Quant à Emmanuel Niamien N’Goran, 68 ans, vice-président du PDCI, il prône la désunion avec le RDR et compte se lancer, dans les prochaines semaines, dans la course à l’investiture de son parti en vue de la présidentielle de 2020. Gonflé à bloc depuis son éviction de la tête de l’Inspection générale d’État (IGE) par ADO, Niamien a effectué le déplacement à Paris pour informer personnellement l’ancien président de son ambition. « Bédié ne lui a pas accordé sa bénédiction, contrairement à ce qu’il espérait, confie l’un de ses proches, mais il ne l’a pas non plus dissuadé de se lancer dans l’arène. C’est un bon point pour lui. »
Un troisième mandat
Face aux partisans de la rupture avec le RDR, un autre camp, emmené par Daniel Kablan Duncan, 74 ans, vice-président de la République et vice-président du PDCI, prône l’apaisement tout en se méfiant du rapprochement entre Bédié et Guillaume Soro.
Le 22 juillet, Duncan a joué les bons offices à Paris, auprès de Bédié, à la tête d’une délégation de cinq personnalités, dont son bras droit Théophile N’Doli Ahoua, qui a remplacé Niamien à la tête de l’IGE. Considéré comme le meilleur candidat de Ouattara à une éventuelle investiture du PDCI, Duncan n’a aucun intérêt à voir les deux hommes à qui il doit toute sa carrière politique s’entre-déchirer à nouveau.
Du côté du RDR, Ibrahim Cissé Bacongo, 62 ans, député de Koumassi (commune d’Abidjan) et conseiller d’ADO, n’a jamais caché sa volonté d’en découdre avec le PDCI. En avril, Bédié l’a reçu en audience à Daoukro et a tenté de le recadrer, apparemment sans succès. Dans sa circonscription, Bacongo multiplie les discours qui font mal. « Nous ne voulons pas nous arrêter à deux mandats, a-t-il lancé. Je ne me suis pas battu de 1994 à 2011 pour deux mandats. On s’est battus pour être au pouvoir pendant longtemps. »
Une position partagée par Amadou Soumahoro, 63 ans, secrétaire général par intérim du RDR. Au PDCI, certains l’accusent même de manœuvrer pour un troisième mandat de Ouattara. Soumahoro ne s’en cache d’ailleurs pas. « Si au congrès [du RDR, prévu les 9 et 10 septembre], les militants demandent au président Alassane Ouattara de briguer un troisième mandat à la présidence, ce sera à lui de répondre. C’est un homme de parole qui ne se dédit pas. Mais si par extraordinaire il se dédisait, nous aviserions », confie-t-il.
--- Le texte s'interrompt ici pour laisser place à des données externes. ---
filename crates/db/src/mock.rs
pub mod store;

pub use store::MemoryStore;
KKB préfère à l’alliance actuelle du PDCI avec le RDR un rapprochement avec le FPI de Laurent Gbagbo
De son côté, le Premier ministre, Amadou Gon Coulibaly, 58 ans, s’emploie à calmer les ardeurs de certains cadres du RDR. Homme de confiance de Ouattara, il estime que le débat autour de la succession de celui-ci est inopportun. « C’est une question qui concerne en premier lieu le chef de l’État et le président Henri Konan Bédié, soutient-il. À titre personnel, je pense que nous devons renforcer le RHDP. Nous avons un passé, une vision et des combats communs. » Une crise entre Bédié et Ouattara plomberait son action dans un gouvernement constitué des proches des deux hommes.
Les Ivoiriens retiennent leur souffle et espèrent que les deux personnalités sauront taire leurs divergences. Pour le très tempéré Jeannot Ahoussou-Kouadio, 66 ans, vice-président du PDCI et ministre d’État, « quand les présidents Ouattara et Bédié s’entendent, la Côte d’Ivoire se porte bien. Si une tension devait naître entre les deux, l’Histoire retiendrait qu’avant leur retraite politique ils n’ont pas su rassembler les enfants d’Houphouët-Boigny ».